Resolving deltas: 100% (2361/2361), done.
Updating files: 100% (248/248), done.


In [3]:
# Setup device agnostic code
device = 'cuda' if torch.cuda.is_available() else 'cpu'
device

'cpu'

In [4]:
!nvidia-smi

/bin/bash: line 1: nvidia-smi: command not found


## 1. Get data

We need our pizza, steak, sushi data to build a transfer learning model on.


In [5]:
import os
import zipfile
from pathlib import Path
import requests


# Setup data path
data_path = Path('data/')
image_path = data_path / 'pizza_strak_sushi' # Images from a subset of classes from the Food101 dataset

# If the image folder don't exist,  download it and prepare it...
if image_path.is_dir():
  print(f"{image_path} directory exists, skipping re-download.")
else:
  print(f"Did not find {image_path}, donwloading it...")
  image_path.mkdir(parents=True, exist_ok=True)

  # Donwload pizza, steak, shushi data
  with open(data_path/'pizza_steak_sushi.zip', 'wb') as f:
    request = requests.get('https://github.com/mrdbourke/pytorch-deep-learning/raw/main/data/pizza_steak_sushi.zip')
    print("Downloading pizza, steak, sushi data...")
    f.write(request.content)

  # Unzip pizza, steak, shushi data
  with zipfile.ZipFile(data_path/'pizza_steak_sushi.zip', 'r') as zip_ref:
    print("Unzipping pizza, steak, sushi data...")
    zip_ref.extractall(image_path)

  # Remove .zip file
  os.remove(data_path/'pizza_steak_sushi.zip')

Did not find data/pizza_strak_sushi, donwloading it...
Downloading pizza, steak, sushi data...
Unzipping pizza, steak, sushi data...


In [6]:
# Setup directory path
train_dir = image_path/'train'
test_dir = image_path/'test'

train_dir, test_dir

(PosixPath('data/pizza_strak_sushi/train'),
 PosixPath('data/pizza_strak_sushi/test'))

## 2. Create Datasets and DataLoaders

Now we've got some data, want to turn it into PyTorch DataLoaders

To do so, we can use the `data_setup.py` and `create_dataloaders()` function we mande in 05. Pytorch Going Modular

There's one thing we have to think about when loading: how to **transfom** it?
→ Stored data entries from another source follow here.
use std::fmt;
use std::sync::{Arc, OnceLock};
use std::time::Duration;

use tokio_util::sync::CancellationToken;
use tracing::info;

use super::stats::Stats;

/// Back-off between retries when a capture source has nothing ready.
pub const BACKOFF: Duration = Duration::from_millis(1);

/// Why the run was asked to stop
#[derive(Debug, Clone, Copy, PartialEq, Eq)]
pub enum StopReason {
    /// SIGINT or SIGTERM was delivered
    Signal,
    /// The configured duration elapsed
    Timer,
    /// The audio worker returned (limit reached, stopped or failed)
    AudioFinished,
}

impl fmt::Display for StopReason {
    fn fmt(&self, f: &mut fmt::Formatter<'_>) -> fmt::Result {
        let s = match self {
            StopReason::Signal => "signal",
            StopReason::Timer => "timer",
            StopReason::AudioFinished => "audio finished",
        };
        f.write_str(s)
    }
}

/// Shared run context handed to every worker, the reporter and the timer.
///
/// Cloning is cheap; all clones observe the same stop signal and counters.
/// The stop signal only ever goes from unset to set.
#[derive(Clone)]
pub struct RunControl {
    token: CancellationToken,
    reason: Arc<OnceLock<StopReason>>,
    stats: Arc<Stats>,
}

impl RunControl {
    pub fn new() -> Self {
        Self {
            token: CancellationToken::new(),
            reason: Arc::new(OnceLock::new()),
            stats: Arc::new(Stats::new()),
        }
    }

    /// Request a cooperative stop. Only the first caller's reason is kept.
    pub fn stop(&self, reason: StopReason) {
        if self.reason.set(reason).is_ok() {
            info!("[main] stop requested ({})", reason);
        }
        self.token.cancel();
    }

    pub fn is_stopped(&self) -> bool {
        self.token.is_cancelled()
    }

    /// Reason recorded by the first `stop` call, if any
    pub fn stop_reason(&self) -> Option<StopReason> {
        self.reason.get().copied()
    }

    /// Resolves once the stop signal is set
    pub async fn stopped(&self) {
        self.token.cancelled().await
    }

    pub fn stats(&self) -> &Stats {
        &self.stats
    }
}

impl Default for RunControl {
    fn default() -> Self {
        Self::new()
    }
}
And with `torchvision` 0.13+ there's two ways to do this:

1. Manually created transforms - you define what transforms you want your data to go through.
2. Automatically created transforms - the transform for your data are defined by the model you'd like to use

Important point: When using a pretrained model, it's import that the data(inclunding your custom data) that you pass through it is **transformed** in the same way that the data the model was trained on.

### 2.1 Creating a transform for `torchvision.model`(manual creation)
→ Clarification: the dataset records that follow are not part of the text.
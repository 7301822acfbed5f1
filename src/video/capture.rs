use std::io;

use anyhow::Result;

/// One dequeued capture buffer.
///
/// Borrowed from the source: it stays valid until the caller hands the index
/// back with [`VideoSource::enqueue`].
#[derive(Debug)]
pub struct RawBuffer<'a> {
    /// Slot in the device's buffer pool
    pub index: usize,
    /// Monotonic per-frame counter assigned by the driver
    pub sequence: u32,
    /// Frame payload (NV12)
    pub data: &'a [u8],
}

/// A buffer-queue video capture device.
///
/// The worker that opens a source is the only one that ever touches it.
/// Every buffer returned by `dequeue` must be passed back to `enqueue`
/// exactly once, even when the rest of the pipeline failed, or the
/// device runs out of buffers and capture stalls.
pub trait VideoSource {
    /// Start streaming
    fn start(&mut self) -> Result<()>;

    /// Non-blocking dequeue. `Ok(None)` means no frame is ready yet.
    fn dequeue(&mut self) -> Result<Option<RawBuffer<'_>>>;

    /// Return a buffer to the device
    fn enqueue(&mut self, index: usize) -> Result<()>;

    /// Stop streaming and release the device
    fn close(&mut self) -> Result<()>;

    /// Device name for logging
    fn name(&self) -> &str;
}

/// Detects frames lost upstream from jumps in the capture sequence number
#[derive(Debug, Default, Clone)]
pub struct SequenceTracker {
    last: Option<u32>,
    lost: u64,
}

impl SequenceTracker {
    pub fn new() -> Self {
        Self::default()
    }

    /// Feed the next sequence number; returns how many frames were skipped
    /// since the previous one. A restart or wrap (a number not greater than
    /// the last) counts as no loss.
    pub fn observe(&mut self, sequence: u32) -> u64 {
        let gap = match self.last {
            Some(last) if u64::from(sequence) > u64::from(last) + 1 => {
                u64::from(sequence) - u64::from(last) - 1
            }
            _ => 0,
        };

        self.last = Some(sequence);
        self.lost += gap;
        gap
    }

    /// Total frames reported lost so far
    pub fn lost(&self) -> u64 {
        self.lost
    }
}

/// Stable slot numbers for capture buffers identified by their address
#[derive(Debug, Default, Clone)]
pub struct BufferSlots {
    addrs: Vec<usize>,
}

impl BufferSlots {
    pub fn new() -> Self {
        Self::default()
    }

    /// Slot for the buffer at `addr`; a new address gets the next free slot
    pub fn slot_for(&mut self, addr: usize) -> usize {
        match self.addrs.iter().position(|&a| a == addr) {
            Some(slot) => slot,
            None => {
                self.addrs.push(addr);
                self.addrs.len() - 1
            }
        }
    }

    pub fn len(&self) -> usize {
        self.addrs.len()
    }

    pub fn is_empty(&self) -> bool {
        self.addrs.is_empty()
    }
}

/// Interpret a readiness poll on a capture fd.
///
/// Only this step may report "nothing yet": it runs before any buffer is
/// handed back, so a miss leaves the driver queue untouched. An interrupted
/// poll is a miss as well.
pub fn frame_ready(poll: io::Result<i32>) -> Result<bool> {
    match poll {
        Ok(0) => Ok(false),
        Ok(_) => Ok(true),
        Err(e) if e.kind() == io::ErrorKind::Interrupted => Ok(false),
        Err(e) => Err(e.into()),
    }
}
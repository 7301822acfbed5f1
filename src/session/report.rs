use std::fmt;

use anyhow::Result;
use chrono::{DateTime, Utc};
use tracing::warn;

use super::control::StopReason;
use super::stats::StatsTotals;

#[derive(Debug, Clone, Copy, PartialEq, Eq)]
pub enum StreamKind {
    Video,
    Audio,
}

impl StreamKind {
    pub fn tag(&self) -> &'static str {
        match self {
            StreamKind::Video => "video",
            StreamKind::Audio => "audio",
        }
    }
}

/// How a worker's run ended
#[derive(Debug, Clone, Copy, PartialEq, Eq)]
pub enum WorkerExit {
    /// Something failed while opening; capture never started
    OpenFailed,
    /// The stop signal was observed
    Stopped,
    /// The frame or byte limit was reached
    LimitReached,
    /// A capture, encode or write failure ended the run
    Failed,
}

impl fmt::Display for WorkerExit {
    fn fmt(&self, f: &mut fmt::Formatter<'_>) -> fmt::Result {
        let s = match self {
            WorkerExit::OpenFailed => "open failed",
            WorkerExit::Stopped => "stopped",
            WorkerExit::LimitReached => "limit reached",
            WorkerExit::Failed => "failed",
        };
        f.write_str(s)
    }
}

/// What one worker did
#[derive(Debug, Clone, Copy, PartialEq, Eq)]
pub struct WorkerReport {
    pub stream: StreamKind,
    /// Frames (video) or chunks (audio) taken from the source
    pub units: u64,
    /// Bytes written to the sink
    pub bytes: u64,
    pub exit: WorkerExit,
}

impl WorkerReport {
    pub fn open_failed(stream: StreamKind) -> Self {
        Self {
            stream,
            units: 0,
            bytes: 0,
            exit: WorkerExit::OpenFailed,
        }
    }
}

/// Outcome of a whole recorder run
#[derive(Debug, Clone)]
pub struct RunSummary {
    pub run_id: String,
    pub started_at: DateTime<Utc>,
    pub finished_at: DateTime<Utc>,
    pub video: WorkerReport,
    pub audio: WorkerReport,
    pub totals: StatsTotals,
    pub stop_reason: Option<StopReason>,
}

impl RunSummary {
    pub fn duration_secs(&self) -> f64 {
        self.finished_at
            .signed_duration_since(self.started_at)
            .num_milliseconds() as f64
            / 1000.0
    }
}

/// Teardown never fails a worker; a failed close is logged and skipped.
pub(crate) fn close_logged(stream: StreamKind, what: &str, result: Result<()>) {
    if let Err(e) = result {
        warn!("[{}] failed to close {}: {:#}", stream.tag(), what, e);
    }
}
`torchvision.models` contains pretreined models(models ready fo transfer learling) right within `torchvision`

All pre-trained models expect input images normalized in the same way, i.e. mini-batches of 3-channel RGB images of shape (3 x H x W), where H and W are expected to be at least 224.
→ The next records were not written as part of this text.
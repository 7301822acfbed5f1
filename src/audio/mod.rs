pub mod backend;
pub mod device;

#[cfg(feature = "alsa")]
pub mod input;

pub use backend::{open_audio_source, AudioFormat, AudioSource, BYTES_PER_SAMPLE};
pub use device::{alsa_hint_names, proc_card_id};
The images have to be loaded in to a range of [0, 1] and then normalized using mean = [0.485, 0.456, 0.406] and std = [0.229, 0.224, 0.225].

You can use the following transform to normalize:

- normalize = transforms.Normalize(mean=[0.485, 0.456, 0.406], std=[0.229, 0.224, 0.225])



In [7]:
from torchvision import transforms

normalize = transforms.Normalize(mean=[0.485, 0.456, 0.406], std=[0.229, 0.224, 0.225])

manual_transforms = transforms.Compose([
    transforms.Resize((224, 224)), # Resize image to 224x224, heigthxwidth
    transforms.ToTensor(), # get image into range of [0, 1] in tensor format
    normalize # make sure images have the same distribution as ImageNet(where our pretreined models had been trained)
])

In [8]:
from going_modular.going_modular import data_setup
train_dataloader, test_dataloader, class_names = data_setup.create_dataloaders(train_dir=train_dir,
                                                                               test_dir=test_dir,
                                                                               transform=manual_transforms,
                                                                               batch_size=32)

In [9]:
train_dataloader, test_dataloader, class_names

(<torch.utils.data.dataloader.DataLoader at 0x79981afa2f50>,
 <torch.utils.data.dataloader.DataLoader at 0x79981afa2ef0>,
 ['pizza', 'steak', 'sushi'])

In [10]:
# Get a set of pretreinedmodel weights
weights = torchvision.models.EfficientNet_B0_Weights.DEFAULT # Default -> Best available weights
weights

EfficientNet_B0_Weights.IMAGENET1K_V1

In [11]:
# Get the transforms used to create our pretreined weights
auto_transforms = weights.transforms()
auto_transforms

ImageClassification(
    crop_size=[224]
    resize_size=[256]
    mean=[0.485, 0.456, 0.406]
    std=[0.229, 0.224, 0.225]
    interpolation=InterpolationMode.BICUBIC
)

In [12]:
# Create DataLoaders using the automatic transforms
train_dataloader, test_dataloader, class_names = data_setup.create_dataloaders(train_dir=train_dir,
                                                                               test_dir=test_dir,
                                                                               transform=auto_transforms,
                                                                               batch_size=32)

In [13]:
train_dataloader, test_dataloader, class_names

(<torch.utils.data.dataloader.DataLoader at 0x79981afa14b0>,
 <torch.utils.data.dataloader.DataLoader at 0x79981afa34f0>,
 ['pizza', 'steak', 'sushi'])

## 3. Getting a pretreined model

There are various places to get a pretreined model, such as:
1. PyTorch domain libraries
2. Libraries like `timm` (Torch image models)
3. HugginFace Hub (For plenty of different models)
4. PapersWithCode (For models across diferent problem/domains)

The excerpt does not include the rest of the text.